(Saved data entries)
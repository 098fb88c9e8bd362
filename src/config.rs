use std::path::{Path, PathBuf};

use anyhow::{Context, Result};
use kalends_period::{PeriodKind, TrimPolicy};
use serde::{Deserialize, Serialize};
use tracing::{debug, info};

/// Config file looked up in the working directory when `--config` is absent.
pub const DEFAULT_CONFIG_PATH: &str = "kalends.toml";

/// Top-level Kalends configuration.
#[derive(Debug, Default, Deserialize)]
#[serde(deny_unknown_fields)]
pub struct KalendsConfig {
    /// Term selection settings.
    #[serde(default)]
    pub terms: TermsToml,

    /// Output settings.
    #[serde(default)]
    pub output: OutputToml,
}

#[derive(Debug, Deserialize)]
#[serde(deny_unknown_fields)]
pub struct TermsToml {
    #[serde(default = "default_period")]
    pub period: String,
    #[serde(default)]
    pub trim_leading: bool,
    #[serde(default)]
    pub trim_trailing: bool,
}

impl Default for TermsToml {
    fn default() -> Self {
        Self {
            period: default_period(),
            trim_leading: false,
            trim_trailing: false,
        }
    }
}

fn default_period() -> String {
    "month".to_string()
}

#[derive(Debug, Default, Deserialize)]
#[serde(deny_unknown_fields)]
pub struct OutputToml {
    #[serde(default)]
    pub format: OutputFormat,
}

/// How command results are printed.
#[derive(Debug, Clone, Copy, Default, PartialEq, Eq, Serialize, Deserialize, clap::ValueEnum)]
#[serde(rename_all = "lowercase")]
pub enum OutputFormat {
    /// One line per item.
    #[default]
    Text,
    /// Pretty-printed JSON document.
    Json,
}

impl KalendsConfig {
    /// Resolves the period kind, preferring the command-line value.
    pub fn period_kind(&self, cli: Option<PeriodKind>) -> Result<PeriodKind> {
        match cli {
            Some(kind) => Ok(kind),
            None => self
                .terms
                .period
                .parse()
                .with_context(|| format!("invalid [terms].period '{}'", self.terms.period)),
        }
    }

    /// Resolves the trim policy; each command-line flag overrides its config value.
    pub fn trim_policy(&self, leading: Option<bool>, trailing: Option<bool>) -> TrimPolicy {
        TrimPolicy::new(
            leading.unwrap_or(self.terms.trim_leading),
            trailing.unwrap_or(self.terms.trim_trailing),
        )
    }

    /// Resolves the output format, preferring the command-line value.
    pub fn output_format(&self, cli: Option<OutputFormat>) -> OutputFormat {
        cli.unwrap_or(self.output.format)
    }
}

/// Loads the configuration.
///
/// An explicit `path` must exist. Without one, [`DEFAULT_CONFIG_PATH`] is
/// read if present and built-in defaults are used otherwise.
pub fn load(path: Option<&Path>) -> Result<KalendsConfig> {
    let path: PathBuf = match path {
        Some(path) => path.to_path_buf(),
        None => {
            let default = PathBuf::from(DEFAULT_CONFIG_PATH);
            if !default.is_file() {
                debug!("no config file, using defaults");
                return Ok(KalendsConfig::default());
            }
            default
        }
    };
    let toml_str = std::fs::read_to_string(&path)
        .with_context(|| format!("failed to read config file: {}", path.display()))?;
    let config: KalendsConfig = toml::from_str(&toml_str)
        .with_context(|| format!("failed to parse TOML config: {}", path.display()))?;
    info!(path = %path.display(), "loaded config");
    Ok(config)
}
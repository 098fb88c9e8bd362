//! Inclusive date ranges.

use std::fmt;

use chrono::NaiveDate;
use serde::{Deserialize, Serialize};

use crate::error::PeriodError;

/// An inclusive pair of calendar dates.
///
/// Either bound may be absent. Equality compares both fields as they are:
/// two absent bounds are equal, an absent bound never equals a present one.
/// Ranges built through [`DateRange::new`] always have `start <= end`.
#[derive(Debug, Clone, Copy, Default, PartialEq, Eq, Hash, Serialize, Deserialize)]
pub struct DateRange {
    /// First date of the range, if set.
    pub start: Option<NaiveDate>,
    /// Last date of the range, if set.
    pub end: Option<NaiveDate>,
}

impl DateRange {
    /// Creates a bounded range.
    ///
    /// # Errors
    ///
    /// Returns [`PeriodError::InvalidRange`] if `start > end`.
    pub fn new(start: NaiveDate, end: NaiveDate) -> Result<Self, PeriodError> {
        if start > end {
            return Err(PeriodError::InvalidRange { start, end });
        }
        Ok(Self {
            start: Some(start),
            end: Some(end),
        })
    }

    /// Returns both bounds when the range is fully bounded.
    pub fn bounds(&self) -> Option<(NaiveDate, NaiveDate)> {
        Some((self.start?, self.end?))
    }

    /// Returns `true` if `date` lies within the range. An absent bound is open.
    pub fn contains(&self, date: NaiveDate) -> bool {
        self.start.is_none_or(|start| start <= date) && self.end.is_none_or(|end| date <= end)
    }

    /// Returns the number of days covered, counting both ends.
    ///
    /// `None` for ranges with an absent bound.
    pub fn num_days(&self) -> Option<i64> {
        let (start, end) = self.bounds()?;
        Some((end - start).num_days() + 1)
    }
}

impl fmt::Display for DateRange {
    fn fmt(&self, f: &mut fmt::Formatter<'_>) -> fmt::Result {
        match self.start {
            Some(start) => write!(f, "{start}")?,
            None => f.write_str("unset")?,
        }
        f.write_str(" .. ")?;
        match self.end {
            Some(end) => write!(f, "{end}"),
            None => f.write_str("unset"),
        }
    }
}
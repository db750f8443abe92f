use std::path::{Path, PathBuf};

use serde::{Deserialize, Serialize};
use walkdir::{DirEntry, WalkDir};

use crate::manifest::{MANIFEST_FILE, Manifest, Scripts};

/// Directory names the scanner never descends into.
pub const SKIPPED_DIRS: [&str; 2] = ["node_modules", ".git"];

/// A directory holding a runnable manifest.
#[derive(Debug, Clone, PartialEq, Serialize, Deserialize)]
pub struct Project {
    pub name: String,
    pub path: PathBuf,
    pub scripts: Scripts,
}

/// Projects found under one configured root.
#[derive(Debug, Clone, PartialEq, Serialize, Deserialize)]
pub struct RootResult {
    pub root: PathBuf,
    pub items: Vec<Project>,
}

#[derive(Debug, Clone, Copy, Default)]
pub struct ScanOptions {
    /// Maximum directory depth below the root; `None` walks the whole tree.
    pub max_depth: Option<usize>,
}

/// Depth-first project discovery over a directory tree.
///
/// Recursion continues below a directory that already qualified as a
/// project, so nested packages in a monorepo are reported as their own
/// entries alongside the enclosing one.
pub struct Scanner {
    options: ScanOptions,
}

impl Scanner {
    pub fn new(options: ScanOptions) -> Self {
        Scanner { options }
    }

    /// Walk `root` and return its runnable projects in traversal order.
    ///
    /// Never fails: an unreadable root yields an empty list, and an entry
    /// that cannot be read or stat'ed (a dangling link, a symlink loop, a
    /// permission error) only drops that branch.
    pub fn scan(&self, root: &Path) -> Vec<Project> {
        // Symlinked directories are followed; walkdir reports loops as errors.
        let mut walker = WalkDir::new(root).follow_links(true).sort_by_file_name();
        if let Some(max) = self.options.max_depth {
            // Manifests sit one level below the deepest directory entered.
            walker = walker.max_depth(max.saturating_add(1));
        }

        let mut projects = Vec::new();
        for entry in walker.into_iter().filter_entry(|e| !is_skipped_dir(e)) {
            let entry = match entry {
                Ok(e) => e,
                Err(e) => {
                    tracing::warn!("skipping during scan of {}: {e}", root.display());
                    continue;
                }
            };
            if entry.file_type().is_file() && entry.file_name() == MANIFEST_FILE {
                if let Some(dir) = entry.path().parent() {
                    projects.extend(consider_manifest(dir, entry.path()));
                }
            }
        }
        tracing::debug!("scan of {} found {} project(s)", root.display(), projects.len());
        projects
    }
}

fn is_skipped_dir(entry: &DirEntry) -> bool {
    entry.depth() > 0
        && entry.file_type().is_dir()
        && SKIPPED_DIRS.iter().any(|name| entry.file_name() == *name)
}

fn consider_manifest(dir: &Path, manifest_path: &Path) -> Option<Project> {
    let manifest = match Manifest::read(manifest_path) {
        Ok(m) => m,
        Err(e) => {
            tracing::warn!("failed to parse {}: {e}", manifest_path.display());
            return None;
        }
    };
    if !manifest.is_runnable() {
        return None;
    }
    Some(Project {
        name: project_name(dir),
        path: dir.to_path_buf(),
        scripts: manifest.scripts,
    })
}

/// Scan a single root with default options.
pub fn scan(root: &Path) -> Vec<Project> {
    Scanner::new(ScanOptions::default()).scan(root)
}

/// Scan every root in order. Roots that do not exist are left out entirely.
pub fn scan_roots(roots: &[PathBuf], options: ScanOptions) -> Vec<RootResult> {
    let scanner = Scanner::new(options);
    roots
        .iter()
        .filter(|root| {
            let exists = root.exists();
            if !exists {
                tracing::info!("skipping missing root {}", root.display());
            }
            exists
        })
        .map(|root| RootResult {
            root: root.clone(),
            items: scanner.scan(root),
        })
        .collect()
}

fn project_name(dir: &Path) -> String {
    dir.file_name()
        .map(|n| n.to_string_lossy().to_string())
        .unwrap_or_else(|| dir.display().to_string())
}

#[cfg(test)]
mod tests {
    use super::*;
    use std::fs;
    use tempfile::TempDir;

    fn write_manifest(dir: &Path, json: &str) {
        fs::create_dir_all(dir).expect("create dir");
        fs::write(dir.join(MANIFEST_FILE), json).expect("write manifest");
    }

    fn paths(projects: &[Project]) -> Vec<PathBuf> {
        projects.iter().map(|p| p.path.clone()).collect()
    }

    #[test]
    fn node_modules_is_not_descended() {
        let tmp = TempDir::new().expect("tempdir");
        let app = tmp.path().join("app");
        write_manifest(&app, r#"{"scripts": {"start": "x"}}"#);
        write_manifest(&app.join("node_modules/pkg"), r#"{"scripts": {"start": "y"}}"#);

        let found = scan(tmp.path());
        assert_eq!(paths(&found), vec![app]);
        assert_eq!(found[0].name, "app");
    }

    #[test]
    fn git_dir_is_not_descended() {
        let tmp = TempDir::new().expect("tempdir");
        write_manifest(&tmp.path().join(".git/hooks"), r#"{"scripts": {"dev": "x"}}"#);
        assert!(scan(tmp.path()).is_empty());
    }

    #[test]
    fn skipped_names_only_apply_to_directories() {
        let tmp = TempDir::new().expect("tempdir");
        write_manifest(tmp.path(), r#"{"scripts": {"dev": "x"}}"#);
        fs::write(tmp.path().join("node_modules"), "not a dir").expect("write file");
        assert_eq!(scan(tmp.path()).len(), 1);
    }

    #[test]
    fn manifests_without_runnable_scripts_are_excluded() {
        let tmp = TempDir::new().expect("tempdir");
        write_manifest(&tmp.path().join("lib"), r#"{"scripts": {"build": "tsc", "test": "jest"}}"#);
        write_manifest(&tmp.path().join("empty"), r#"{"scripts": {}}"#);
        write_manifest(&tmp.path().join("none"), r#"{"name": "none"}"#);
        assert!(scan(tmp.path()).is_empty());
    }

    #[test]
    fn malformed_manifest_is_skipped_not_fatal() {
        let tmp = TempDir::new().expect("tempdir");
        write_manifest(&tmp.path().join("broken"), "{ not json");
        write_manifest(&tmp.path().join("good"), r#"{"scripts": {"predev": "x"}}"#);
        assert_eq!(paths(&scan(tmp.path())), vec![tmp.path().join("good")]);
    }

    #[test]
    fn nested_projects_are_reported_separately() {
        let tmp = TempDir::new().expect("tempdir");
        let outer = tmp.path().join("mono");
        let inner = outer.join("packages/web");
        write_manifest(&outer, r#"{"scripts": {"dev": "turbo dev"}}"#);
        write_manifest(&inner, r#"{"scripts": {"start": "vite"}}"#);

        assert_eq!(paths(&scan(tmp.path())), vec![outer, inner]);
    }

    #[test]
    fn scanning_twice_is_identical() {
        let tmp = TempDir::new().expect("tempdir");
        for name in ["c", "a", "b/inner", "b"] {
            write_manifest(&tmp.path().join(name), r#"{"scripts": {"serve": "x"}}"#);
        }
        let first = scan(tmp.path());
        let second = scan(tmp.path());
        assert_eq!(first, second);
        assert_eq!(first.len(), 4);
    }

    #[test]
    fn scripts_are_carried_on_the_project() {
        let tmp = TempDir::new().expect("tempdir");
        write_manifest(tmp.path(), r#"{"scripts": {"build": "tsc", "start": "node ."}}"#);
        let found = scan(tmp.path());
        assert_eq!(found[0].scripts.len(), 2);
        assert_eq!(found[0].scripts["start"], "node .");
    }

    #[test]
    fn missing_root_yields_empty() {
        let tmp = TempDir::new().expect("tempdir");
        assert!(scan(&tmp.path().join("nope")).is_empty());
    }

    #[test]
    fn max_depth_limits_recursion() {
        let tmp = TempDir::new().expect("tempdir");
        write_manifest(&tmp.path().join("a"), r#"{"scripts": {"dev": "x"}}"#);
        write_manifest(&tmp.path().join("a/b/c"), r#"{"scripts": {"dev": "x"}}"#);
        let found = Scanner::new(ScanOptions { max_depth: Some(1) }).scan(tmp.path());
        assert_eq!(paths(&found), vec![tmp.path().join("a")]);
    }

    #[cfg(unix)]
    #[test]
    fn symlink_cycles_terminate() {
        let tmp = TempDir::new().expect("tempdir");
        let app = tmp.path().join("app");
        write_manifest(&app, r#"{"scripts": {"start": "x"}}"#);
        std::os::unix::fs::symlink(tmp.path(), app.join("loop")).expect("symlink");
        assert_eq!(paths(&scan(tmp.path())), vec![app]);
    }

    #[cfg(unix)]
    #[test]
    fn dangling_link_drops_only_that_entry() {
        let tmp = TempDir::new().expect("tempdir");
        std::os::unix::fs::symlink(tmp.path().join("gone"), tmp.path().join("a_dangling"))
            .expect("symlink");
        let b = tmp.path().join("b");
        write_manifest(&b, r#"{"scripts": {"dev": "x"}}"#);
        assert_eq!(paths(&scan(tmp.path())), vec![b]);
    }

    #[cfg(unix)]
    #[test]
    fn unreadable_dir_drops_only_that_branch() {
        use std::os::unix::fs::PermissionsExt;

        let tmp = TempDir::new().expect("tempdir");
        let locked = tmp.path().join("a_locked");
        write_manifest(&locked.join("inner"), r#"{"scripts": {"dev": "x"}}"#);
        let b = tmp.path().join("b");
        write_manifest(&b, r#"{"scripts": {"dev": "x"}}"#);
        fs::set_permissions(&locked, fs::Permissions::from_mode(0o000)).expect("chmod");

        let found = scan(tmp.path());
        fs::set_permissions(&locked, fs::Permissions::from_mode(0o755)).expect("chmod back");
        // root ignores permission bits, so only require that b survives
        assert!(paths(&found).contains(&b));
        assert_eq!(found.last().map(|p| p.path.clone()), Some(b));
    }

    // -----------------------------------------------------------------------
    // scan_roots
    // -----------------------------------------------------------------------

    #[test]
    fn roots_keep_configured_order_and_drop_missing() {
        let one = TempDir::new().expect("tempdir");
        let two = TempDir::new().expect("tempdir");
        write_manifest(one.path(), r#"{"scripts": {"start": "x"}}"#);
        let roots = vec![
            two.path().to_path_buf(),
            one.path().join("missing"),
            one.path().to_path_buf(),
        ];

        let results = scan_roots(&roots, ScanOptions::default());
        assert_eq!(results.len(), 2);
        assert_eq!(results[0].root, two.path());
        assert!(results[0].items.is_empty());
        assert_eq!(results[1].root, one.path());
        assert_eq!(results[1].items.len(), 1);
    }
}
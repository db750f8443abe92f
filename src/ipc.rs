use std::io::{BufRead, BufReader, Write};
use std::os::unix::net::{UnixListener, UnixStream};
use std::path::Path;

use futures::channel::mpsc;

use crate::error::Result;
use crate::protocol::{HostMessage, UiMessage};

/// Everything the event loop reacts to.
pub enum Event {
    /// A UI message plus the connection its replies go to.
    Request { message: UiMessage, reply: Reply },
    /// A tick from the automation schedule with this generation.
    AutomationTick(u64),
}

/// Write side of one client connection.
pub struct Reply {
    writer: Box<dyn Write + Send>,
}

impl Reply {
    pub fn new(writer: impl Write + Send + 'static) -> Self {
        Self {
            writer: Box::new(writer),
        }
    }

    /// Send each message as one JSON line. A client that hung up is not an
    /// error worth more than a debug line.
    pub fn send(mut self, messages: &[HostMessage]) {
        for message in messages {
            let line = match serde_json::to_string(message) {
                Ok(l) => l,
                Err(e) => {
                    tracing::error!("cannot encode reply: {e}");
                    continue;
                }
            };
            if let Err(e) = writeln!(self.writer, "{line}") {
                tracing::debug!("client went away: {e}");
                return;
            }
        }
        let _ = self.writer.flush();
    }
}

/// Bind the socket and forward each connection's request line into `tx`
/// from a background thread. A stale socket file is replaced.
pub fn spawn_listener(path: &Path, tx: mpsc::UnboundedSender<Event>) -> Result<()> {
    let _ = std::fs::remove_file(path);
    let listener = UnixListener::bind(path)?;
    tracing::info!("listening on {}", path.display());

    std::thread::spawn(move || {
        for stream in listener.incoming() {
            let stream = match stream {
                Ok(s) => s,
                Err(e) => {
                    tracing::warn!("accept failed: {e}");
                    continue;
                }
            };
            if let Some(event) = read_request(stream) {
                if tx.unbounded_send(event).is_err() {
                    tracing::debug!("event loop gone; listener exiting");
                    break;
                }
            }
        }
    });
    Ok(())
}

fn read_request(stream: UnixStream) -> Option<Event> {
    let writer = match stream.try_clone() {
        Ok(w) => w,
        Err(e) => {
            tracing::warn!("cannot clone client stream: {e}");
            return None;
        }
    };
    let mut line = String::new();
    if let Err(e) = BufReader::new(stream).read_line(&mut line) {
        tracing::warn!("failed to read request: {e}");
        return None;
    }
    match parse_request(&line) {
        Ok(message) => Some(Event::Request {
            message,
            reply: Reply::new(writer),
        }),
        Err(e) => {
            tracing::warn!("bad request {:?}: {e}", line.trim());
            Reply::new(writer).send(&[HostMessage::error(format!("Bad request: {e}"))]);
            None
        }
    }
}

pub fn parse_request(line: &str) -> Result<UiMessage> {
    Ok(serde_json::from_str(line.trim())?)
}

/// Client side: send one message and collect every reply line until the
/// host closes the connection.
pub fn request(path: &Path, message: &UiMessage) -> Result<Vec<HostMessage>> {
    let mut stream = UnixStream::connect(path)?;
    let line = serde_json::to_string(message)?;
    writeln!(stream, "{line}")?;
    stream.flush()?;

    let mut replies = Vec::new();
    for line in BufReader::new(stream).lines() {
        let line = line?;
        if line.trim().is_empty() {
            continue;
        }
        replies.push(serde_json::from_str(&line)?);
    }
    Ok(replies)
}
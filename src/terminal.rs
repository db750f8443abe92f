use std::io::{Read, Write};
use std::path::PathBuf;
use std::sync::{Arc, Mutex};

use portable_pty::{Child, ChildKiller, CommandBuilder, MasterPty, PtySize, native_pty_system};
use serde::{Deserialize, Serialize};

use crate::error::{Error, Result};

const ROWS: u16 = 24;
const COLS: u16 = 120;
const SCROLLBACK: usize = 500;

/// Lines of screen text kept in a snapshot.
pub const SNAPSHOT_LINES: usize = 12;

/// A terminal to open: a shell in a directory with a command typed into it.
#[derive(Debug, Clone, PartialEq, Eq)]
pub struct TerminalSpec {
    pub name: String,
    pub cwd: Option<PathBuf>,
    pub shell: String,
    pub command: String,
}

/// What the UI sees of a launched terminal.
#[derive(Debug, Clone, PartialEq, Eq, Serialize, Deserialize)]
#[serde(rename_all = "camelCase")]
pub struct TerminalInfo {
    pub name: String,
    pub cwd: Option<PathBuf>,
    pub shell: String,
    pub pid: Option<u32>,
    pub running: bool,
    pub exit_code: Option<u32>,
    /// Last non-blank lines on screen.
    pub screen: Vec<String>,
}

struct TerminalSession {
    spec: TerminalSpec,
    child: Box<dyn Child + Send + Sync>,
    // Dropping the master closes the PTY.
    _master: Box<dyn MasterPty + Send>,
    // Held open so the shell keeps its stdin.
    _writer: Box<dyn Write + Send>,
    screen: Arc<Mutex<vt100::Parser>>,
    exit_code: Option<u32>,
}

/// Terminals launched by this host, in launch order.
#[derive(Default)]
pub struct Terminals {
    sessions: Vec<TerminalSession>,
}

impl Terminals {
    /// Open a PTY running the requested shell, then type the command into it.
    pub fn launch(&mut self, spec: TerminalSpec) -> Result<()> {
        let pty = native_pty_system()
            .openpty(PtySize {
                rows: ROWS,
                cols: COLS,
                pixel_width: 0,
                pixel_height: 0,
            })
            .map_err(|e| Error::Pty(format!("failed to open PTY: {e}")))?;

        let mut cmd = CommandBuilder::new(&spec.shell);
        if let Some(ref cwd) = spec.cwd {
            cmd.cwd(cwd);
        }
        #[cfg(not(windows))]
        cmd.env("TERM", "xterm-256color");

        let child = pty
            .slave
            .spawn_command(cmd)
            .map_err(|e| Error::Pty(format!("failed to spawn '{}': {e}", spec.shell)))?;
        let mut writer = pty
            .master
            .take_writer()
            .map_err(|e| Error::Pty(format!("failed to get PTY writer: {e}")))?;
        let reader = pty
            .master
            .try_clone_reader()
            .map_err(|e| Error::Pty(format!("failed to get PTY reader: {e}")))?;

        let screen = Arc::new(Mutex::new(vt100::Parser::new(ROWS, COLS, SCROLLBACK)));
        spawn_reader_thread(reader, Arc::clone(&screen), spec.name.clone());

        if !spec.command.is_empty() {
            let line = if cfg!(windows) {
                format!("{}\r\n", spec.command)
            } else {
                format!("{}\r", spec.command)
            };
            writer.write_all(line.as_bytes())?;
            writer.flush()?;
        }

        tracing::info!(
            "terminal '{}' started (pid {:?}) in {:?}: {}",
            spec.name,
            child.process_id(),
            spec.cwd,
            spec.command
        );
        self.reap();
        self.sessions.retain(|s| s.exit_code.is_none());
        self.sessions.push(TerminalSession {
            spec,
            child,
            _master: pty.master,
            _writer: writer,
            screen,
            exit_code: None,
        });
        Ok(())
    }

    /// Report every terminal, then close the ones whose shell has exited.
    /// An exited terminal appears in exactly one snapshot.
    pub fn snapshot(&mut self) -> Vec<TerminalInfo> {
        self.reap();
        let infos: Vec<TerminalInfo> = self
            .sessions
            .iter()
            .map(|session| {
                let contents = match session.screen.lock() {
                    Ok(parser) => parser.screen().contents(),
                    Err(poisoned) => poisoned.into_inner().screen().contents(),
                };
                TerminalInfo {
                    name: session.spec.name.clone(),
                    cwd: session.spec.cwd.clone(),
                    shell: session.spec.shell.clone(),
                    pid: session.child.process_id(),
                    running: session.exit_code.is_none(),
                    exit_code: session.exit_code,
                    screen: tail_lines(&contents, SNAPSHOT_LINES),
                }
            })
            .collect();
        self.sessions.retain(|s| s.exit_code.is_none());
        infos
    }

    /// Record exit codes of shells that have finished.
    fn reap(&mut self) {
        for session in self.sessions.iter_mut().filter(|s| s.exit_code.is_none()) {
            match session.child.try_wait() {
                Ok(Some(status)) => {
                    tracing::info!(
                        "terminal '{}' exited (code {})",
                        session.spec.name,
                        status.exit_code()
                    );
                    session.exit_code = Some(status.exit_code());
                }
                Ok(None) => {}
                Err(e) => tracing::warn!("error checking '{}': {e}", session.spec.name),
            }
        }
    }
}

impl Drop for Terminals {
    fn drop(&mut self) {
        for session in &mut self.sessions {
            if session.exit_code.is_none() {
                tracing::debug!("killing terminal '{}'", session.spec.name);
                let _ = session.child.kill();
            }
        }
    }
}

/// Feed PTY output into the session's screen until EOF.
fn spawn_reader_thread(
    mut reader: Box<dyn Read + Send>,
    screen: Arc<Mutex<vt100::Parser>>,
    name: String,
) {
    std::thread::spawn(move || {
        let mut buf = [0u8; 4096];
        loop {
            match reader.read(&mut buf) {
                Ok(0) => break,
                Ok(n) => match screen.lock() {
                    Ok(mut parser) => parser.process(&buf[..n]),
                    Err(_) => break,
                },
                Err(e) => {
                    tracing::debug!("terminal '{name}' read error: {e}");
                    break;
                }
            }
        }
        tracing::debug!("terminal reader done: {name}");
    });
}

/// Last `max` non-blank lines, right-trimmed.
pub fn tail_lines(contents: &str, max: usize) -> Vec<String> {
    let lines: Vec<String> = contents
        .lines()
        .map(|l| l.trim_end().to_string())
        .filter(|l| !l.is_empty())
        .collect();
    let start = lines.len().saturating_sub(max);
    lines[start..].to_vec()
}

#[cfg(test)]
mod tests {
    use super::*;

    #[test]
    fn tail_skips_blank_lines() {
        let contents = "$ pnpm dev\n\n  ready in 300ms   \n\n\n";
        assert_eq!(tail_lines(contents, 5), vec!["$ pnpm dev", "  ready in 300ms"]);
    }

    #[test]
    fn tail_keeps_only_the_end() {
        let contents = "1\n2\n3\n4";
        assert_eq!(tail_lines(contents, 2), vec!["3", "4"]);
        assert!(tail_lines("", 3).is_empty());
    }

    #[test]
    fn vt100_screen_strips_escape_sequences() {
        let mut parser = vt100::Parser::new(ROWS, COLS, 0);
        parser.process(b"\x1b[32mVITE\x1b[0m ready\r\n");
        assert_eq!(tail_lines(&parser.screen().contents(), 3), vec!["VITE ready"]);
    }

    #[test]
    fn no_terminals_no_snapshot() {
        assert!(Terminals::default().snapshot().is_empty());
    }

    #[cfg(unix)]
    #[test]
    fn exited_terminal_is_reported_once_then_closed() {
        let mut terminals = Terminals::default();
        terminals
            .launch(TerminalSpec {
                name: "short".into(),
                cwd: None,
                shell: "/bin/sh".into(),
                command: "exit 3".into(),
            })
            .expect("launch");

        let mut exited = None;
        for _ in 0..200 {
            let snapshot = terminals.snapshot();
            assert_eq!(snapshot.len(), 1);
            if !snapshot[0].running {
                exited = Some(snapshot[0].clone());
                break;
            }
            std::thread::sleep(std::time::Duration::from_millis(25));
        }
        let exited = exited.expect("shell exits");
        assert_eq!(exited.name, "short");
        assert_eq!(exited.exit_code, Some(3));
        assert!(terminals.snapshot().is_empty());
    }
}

**Your instructions:** Return the entries above unchanged, starting at the first line and stopping after the line with "Config file looked".

**Exercise output:**
repository 098fb88c9e8bd362
filename src/config.rs
use std::path::{Path, PathBuf};

use anyhow::{Context, Result};
use kalends_period::{PeriodKind, TrimPolicy};
use serde::{Deserialize, Serialize};
use tracing::{debug, info};

/// Config file looked up in the working directory when `--config` is absent.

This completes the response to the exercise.